Simulation of typical experiments with isolated mitochondria on the inhibition of respiration by NO. (A) NO was added at 1 μM as indicated by the arrows. (B) NO was added at 4.0, 2.0, 1.0, 0.5, 0.25, or 0.10 μM at 4 min, when O₂ concentration was 142 μM. (C) NO at 1 μM was added to respiration with high turnover (state 3-like) and with low turnover (state 4-like).

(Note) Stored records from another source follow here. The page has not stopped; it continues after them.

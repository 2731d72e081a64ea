use nalgebra::{Matrix4, Rotation3, Vector3};

/// Scale, rotation (degrees per axis) and translation of one drawn part.
#[derive(Clone, Copy, Debug, PartialEq)]
pub struct Transform {
    pub scale: Vector3<f32>,
    pub rotation_degrees: Vector3<f32>,
    pub position: Vector3<f32>,
}

impl Default for Transform {
    fn default() -> Self {
        Self {
            scale: Vector3::new(1.0, 1.0, 1.0),
            rotation_degrees: Vector3::zeros(),
            position: Vector3::zeros(),
        }
    }
}

impl Transform {
    pub fn new(scale: [f32; 3], rotation_degrees: [f32; 3], position: [f32; 3]) -> Self {
        Self {
            scale: scale.into(),
            rotation_degrees: rotation_degrees.into(),
            position: position.into(),
        }
    }

    pub fn offset(mut self, by: &Vector3<f32>) -> Self {
        self.position += by;
        self
    }

    pub fn rotated(mut self, by_degrees: &Vector3<f32>) -> Self {
        self.rotation_degrees += by_degrees;
        self
    }

    pub fn to_matrix(&self) -> Matrix4<f32> {
        model_matrix(
            &self.scale,
            self.rotation_degrees.x,
            self.rotation_degrees.y,
            self.rotation_degrees.z,
            &self.position,
        )
    }
}

/// `T * Rz * Ry * Rx * S`
pub fn model_matrix(
    scale: &Vector3<f32>,
    x_rotation_degrees: f32,
    y_rotation_degrees: f32,
    z_rotation_degrees: f32,
    position: &Vector3<f32>,
) -> Matrix4<f32> {
    let scale = Matrix4::new_nonuniform_scaling(scale);
    let rotation_x = Rotation3::from_axis_angle(&Vector3::x_axis(), x_rotation_degrees.to_radians());
    let rotation_y = Rotation3::from_axis_angle(&Vector3::y_axis(), y_rotation_degrees.to_radians());
    let rotation_z = Rotation3::from_axis_angle(&Vector3::z_axis(), z_rotation_degrees.to_radians());
    let translation = Matrix4::new_translation(position);
    translation
        * (rotation_z * rotation_y * rotation_x).to_homogeneous()
        * scale
}

#[cfg(test)]
mod tests {
    use super::*;
    use approx::assert_relative_eq;
    use nalgebra::{Point3, Vector4};

    #[test]
    fn identity_by_default() {
        assert_relative_eq!(Transform::default().to_matrix(), Matrix4::identity());
    }

    #[test]
    fn scale_then_rotate_then_translate() {
        // unit x scaled by 2, turned 90 degrees about z, moved up by 3
        let t = Transform::new([2.0, 1.0, 1.0], [0.0, 0.0, 90.0], [0.0, 3.0, 0.0]);
        let p = t.to_matrix().transform_point(&Point3::new(1.0, 0.0, 0.0));
        assert_relative_eq!(p, Point3::new(0.0, 5.0, 0.0), epsilon = 1e-5);
    }

    #[test]
    fn x_is_applied_before_y() {
        // +y -> x rotation 90 -> +z -> y rotation 90 -> +x
        let m = model_matrix(&Vector3::new(1.0, 1.0, 1.0), 90.0, 90.0, 0.0, &Vector3::zeros());
        let v = m * Vector4::new(0.0, 1.0, 0.0, 0.0);
        assert_relative_eq!(v, Vector4::new(1.0, 0.0, 0.0, 0.0), epsilon = 1e-5);
    }

    #[test]
    fn offsets_accumulate() {
        let t = Transform::new([1.0; 3], [0.0, 0.0, 0.0], [1.0, 2.0, 3.0])
            .offset(&Vector3::new(-0.5, 1.4, -6.5))
            .rotated(&Vector3::new(0.0, 0.0, -7.5));
        assert_relative_eq!(t.position, Vector3::new(0.5, 3.4, -3.5), epsilon = 1e-6);
        assert_relative_eq!(t.rotation_degrees.z, -7.5);
    }
}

Model 1 was used with the following parameters: COX initial concentration was 0.014 μM (at time 0 it was assumed that all COX was in the form Fe_a3²⁺–Cu_B⁺), which is equivalent to 0.1 mg of mitochondrial protein per ml; O₂ initial concentration was 220 μM; k_NOon = 4 × 10⁷ M^–1·s^–1; k_NOoff = 0.13 s^–1; k_O2app = 1.4 × 10⁸ M^–1·s^–1; k_IV = 3 s^–1 (to simulate state 4 respiration); and k_IV = 30 s^–1 (to simulate state 3 respiration). Transition between state 4 and state 3 is indicated by the addition of ADP.

Fig. 2.

Experimental (♦) and simulated (lines) IC₅₀ values for the inhibition of mitochondrial respiration by NO. IC₅₀ values obtained with model 1 (continuous line) were calculated by using Eq. 4 with k_NOon = 4 × 10⁷ M^–1·s^–1, k_NOoff = 0.02 s_–1, and k_IV = 30 s^–1.IC₅₀ values obtained with model 2 (dashed line) were calculated from simulations in which O₂ concentration was held constant and NO concentration was varied as a parameter; parameters used were as follows: k_NOon = 4 × 10⁷ M^–1·s^–1, k_NOoff = 0.01 s^–1, k_IV = 1.5 × 10⁶ M^–1·s^–1, k_III = 23.3 s^–1, [cyt c]_tot = 200 μM, and [COX]_tot = 140 μM. k_NOoff in model 2 was half of that in model 1. In both models, the functional dependency of k_O2app on the concentration of O₂ (see Supporting Text) was explicitly considered. Experimental data were taken from refs. , , , , , , and .

Fig. 3.

Simulation of the inhibition of state 3 and state 4 mitochondrial respiration by NO in a typical experiment, in vitro (A) ([O₂] = 150 μM) and in vivo under normoxia (B) ([O₂] = 30 μM) or hypoxia (C) ([O₂] = 5 μM) conditions. Model 2 was used with the following parameters: k_NOon = 4 × 10⁷ M^–1·s^–1, k_NOoff = 0.01 s^–1, k_O2app = 1.4 × 10⁸ M^–1·s^–1, k_IV = 1.5 × 10⁶ M^–1·s^–1, [cyt c]_tot = 200 μM, and [COX]_tot = 140 μM. Low COX activity in A was simulated by setting [COX]_tot at 46.7 μM. State 3 was simulated by setting k_III at 23.3 s^–1. State 4 was simulated by setting k_III at 7.77 s^–1 (A, to simulate experiment in ref. 19) or 2.33 s^–1 (B and C). Notice the difference in the x scales. Arrows indicate range for NO concentration.

Fig. 4.

Relationship between activity of COX and NO inhibition of mitochondrial respiration in state 3 in vivo. Model 2 was used with the following parameters: [O₂] = 30 μM; [NO] = 0.03 μM, where indicated; k_III = 23.3 s^–1; [COX]_tot was changed as indicated; and k_IV was changed to keep [COX]_tot× k_IV constant. Other parameters were as in Fig. 3.